PROVIDED INFORMATION:
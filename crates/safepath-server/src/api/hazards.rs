//! Hazard zone API endpoints.
//!
//! CRUD operations for the active hazard set used by route computations.

use axum::{
    extract::{Path, State},
    http::StatusCode,
    Json,
};
use std::sync::Arc;

use safepath_core::HazardZone;

use crate::api::routes::bad_request;
use crate::state::AppState;

/// List all current hazard zones.
pub async fn list_hazards(State(state): State<Arc<AppState>>) -> Json<Vec<HazardZone>> {
    Json(state.get_hazards())
}

/// Add a hazard zone. A zone with an existing id replaces it.
pub async fn create_hazard(
    State(state): State<Arc<AppState>>,
    Json(hazard): Json<HazardZone>,
) -> Result<(StatusCode, Json<HazardZone>), (StatusCode, Json<serde_json::Value>)> {
    if let Err(err) = hazard.validate() {
        return Err(bad_request(&err.to_string(), None));
    }

    let stored = state.add_hazard(hazard);
    tracing::info!(
        "Added hazard zone: {} (Level {})",
        stored.name,
        stored.level
    );
    Ok((StatusCode::CREATED, Json(stored)))
}

/// Get a hazard zone by id.
pub async fn get_hazard(
    State(state): State<Arc<AppState>>,
    Path(id): Path<String>,
) -> Result<Json<HazardZone>, StatusCode> {
    state.get_hazard(&id).map(Json).ok_or(StatusCode::NOT_FOUND)
}

/// Delete a hazard zone by id.
pub async fn delete_hazard(
    State(state): State<Arc<AppState>>,
    Path(id): Path<String>,
) -> Result<Json<serde_json::Value>, StatusCode> {
    if state.remove_hazard(&id) {
        tracing::info!("Deleted hazard zone {}", id);
        Ok(Json(serde_json::json!({
            "message": format!("Hazard zone {id} deleted")
        })))
    } else {
        Err(StatusCode::NOT_FOUND)
    }
}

WHAT IS EXPECTED: Once you have identified the lines above that contain "Value", copy each of them.

YOUR RESPONSE:
) -> Result<(StatusCode, Json<HazardZone>), (StatusCode, Json<serde_json::Value>)> {
) -> Result<Json<serde_json::Value>, StatusCode> {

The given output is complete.